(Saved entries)

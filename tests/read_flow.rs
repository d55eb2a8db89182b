//! Integration tests for the read-tracking flow across restarts.
//!
//! Uses a database file in a temp directory so a second `Database::open`
//! sees what the first process wrote, like a real restart.

use std::path::PathBuf;

use feedboard::config::Config;
use feedboard::grouping::{filter_read, group, unread_count};
use feedboard::model::{FeedItem, Labels};
use feedboard::preferences::PreferenceManager;
use feedboard::read_state::ReadStateStore;
use feedboard::selection::Selection;
use feedboard::session::SessionBridge;
use feedboard::storage::{keys, Database};
use pretty_assertions::assert_eq;

struct TempDb {
    dir: PathBuf,
}

impl TempDb {
    fn new(name: &str) -> Self {
        let dir = std::env::temp_dir().join(format!(
            "feedboard_read_flow_{}_{}",
            name,
            std::process::id()
        ));
        let _ = std::fs::remove_dir_all(&dir);
        std::fs::create_dir_all(&dir).unwrap();
        Self { dir }
    }

    async fn open(&self) -> Database {
        let path = self.dir.join("feedboard.db");
        Database::open(path.to_str().unwrap()).await.unwrap()
    }
}

impl Drop for TempDb {
    fn drop(&mut self) {
        let _ = std::fs::remove_dir_all(&self.dir);
    }
}

fn item(title: &str, source: &str, time: &str) -> FeedItem {
    FeedItem::new(
        [("title", title), ("source", source)]
            .into_iter()
            .collect::<Labels>(),
        time,
    )
}

fn items() -> Vec<FeedItem> {
    vec![
        item("a1", "alpha", "2024-05-01T12:00:00Z"),
        item("a2", "alpha", "2024-05-01T11:00:00Z"),
        item("b1", "beta", "2024-05-01T10:00:00Z"),
    ]
}

#[tokio::test]
async fn test_read_items_survive_restart() {
    let tmp = TempDb::new("restart");
    let feeds = items();

    {
        let db = tmp.open().await;
        let mut store = ReadStateStore::load(db.clone()).await.unwrap();
        assert!(store.mark_read(&feeds[0].identity()).await);
        assert!(store.mark_read(&feeds[2].identity()).await);
        db.close().await;
    }

    let db = tmp.open().await;
    let store = ReadStateStore::load(db.clone()).await.unwrap();
    let snapshot = store.snapshot();
    let is_read = |id: &str| snapshot.contains_key(id);

    assert_eq!(unread_count(&feeds, is_read), 1);
    let visible = filter_read(&group(&feeds, "source"), is_read);
    assert_eq!(visible.keys().collect::<Vec<_>>(), vec!["alpha"]);
    assert_eq!(visible["alpha"][0].title(), "a2");
    db.close().await;
}

#[tokio::test]
async fn test_group_preferences_survive_restart_but_session_does_not() {
    let tmp = TempDb::new("prefs");
    let config = Config::default();

    {
        let db = tmp.open().await;
        let mut prefs = PreferenceManager::load(&config, &db).await.unwrap();
        prefs.set_group_label(&db, "source").await.unwrap();
        prefs.set_active_group(&db, Some("beta")).await.unwrap();
        db.set_item(keys::NAV_CONTEXT, "{}").await.unwrap();
        db.close().await;
    }

    let db = tmp.open().await;
    let _session = SessionBridge::start(db.clone()).await;
    assert_eq!(db.get_item(keys::NAV_CONTEXT).await.unwrap(), None);

    let prefs = PreferenceManager::load(&config, &db).await.unwrap();
    assert_eq!(prefs.active_group(), Some("beta"));

    let feeds = items();
    let visible = filter_read(&group(&feeds, prefs.group_label()), |_| false);
    let mut selection = Selection::with_preferred_group(prefs.active_group().map(str::to_string));
    selection.reconcile(&visible, |_| false);
    assert_eq!(selection.active_group(), Some("beta"));
    assert_eq!(selection.selected_item().map(FeedItem::title), Some("b1"));
    db.close().await;
}

#[tokio::test]
async fn test_reading_whole_group_moves_selection_to_next_group() {
    let db = Database::open(":memory:").await.unwrap();
    let mut store = ReadStateStore::load(db.clone()).await.unwrap();
    let feeds = items();
    let grouping = group(&feeds, "source");

    let mut selection = Selection::new();
    selection.reconcile(&filter_read(&grouping, |_| false), |_| false);
    assert_eq!(selection.active_group(), Some("alpha"));

    let ids: Vec<String> = grouping["alpha"].iter().map(FeedItem::identity).collect();
    assert_eq!(store.mark_many_read(ids.iter().map(String::as_str)).await, 2);

    let snapshot = store.snapshot();
    let is_read = |id: &str| snapshot.contains_key(id);
    selection.reconcile(&filter_read(&grouping, is_read), is_read);
    assert_eq!(selection.active_group(), Some("beta"));
    assert_eq!(store.today_count(), 2);
}
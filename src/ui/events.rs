//! Application event handling.
//!
//! Processes results of background backend requests.

use crate::app::{App, AppEvent, LoadState};

/// Handle application events from background tasks.
pub(super) async fn handle_app_event(app: &mut App, event: AppEvent) {
    match event {
        AppEvent::QueryLoaded {
            generation,
            key,
            result,
        } => {
            let failed = result.is_err();
            app.apply_query_result(generation, key, result).await;
            if failed && generation == app.query_generation {
                app.set_status("Query failed, press r to retry");
            }
        }
        AppEvent::ConfigLoaded { generation, result } => {
            app.apply_config_loaded(generation, result);
        }
        AppEvent::ConfigApplied { result } => {
            app.apply_config_applied(result);
        }
        AppEvent::TaskPanicked { task, error } => {
            tracing::error!(task, error, "Background task panicked");
            let failed = LoadState::Failed(format!("Internal error: {}", error));
            match task {
                "query" => app.load_state = failed,
                "config_load" => app.settings.load_state = failed,
                "config_apply" => app.settings.applying = false,
                _ => {}
            }
            app.set_status(format!("Internal error in {} task", task));
        }
    }
    app.needs_redraw = true;
}
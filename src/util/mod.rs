//! Utility functions for common operations.
//!
//! - **URL validation**: backend/proxy targets and item links
//! - **Text processing**: terminal-width truncation and control-char stripping

mod text;
mod url_validator;

pub use text::{collate, display_width, html_to_text, strip_control_chars, truncate_to_width};
pub use url_validator::{validate_backend_url, validate_url_for_open, UrlValidationError};

/// Maximum accepted length of a free-text query.
pub const MAX_QUERY_LENGTH: usize = 256;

Task directions
Lines above with the string "alpha" need to be found and copied.

Answer section
        item("a1", "alpha", "2024-05-01T12:00:00Z"),
        item("a2", "alpha", "2024-05-01T11:00:00Z"),
    assert_eq!(visible.keys().collect::<Vec<_>>(), vec!["alpha"]);
    assert_eq!(visible["alpha"][0].title(), "a2");
    assert_eq!(selection.active_group(), Some("alpha"));
    let ids: Vec<String> = grouping["alpha"].iter().map(FeedItem::identity).collect();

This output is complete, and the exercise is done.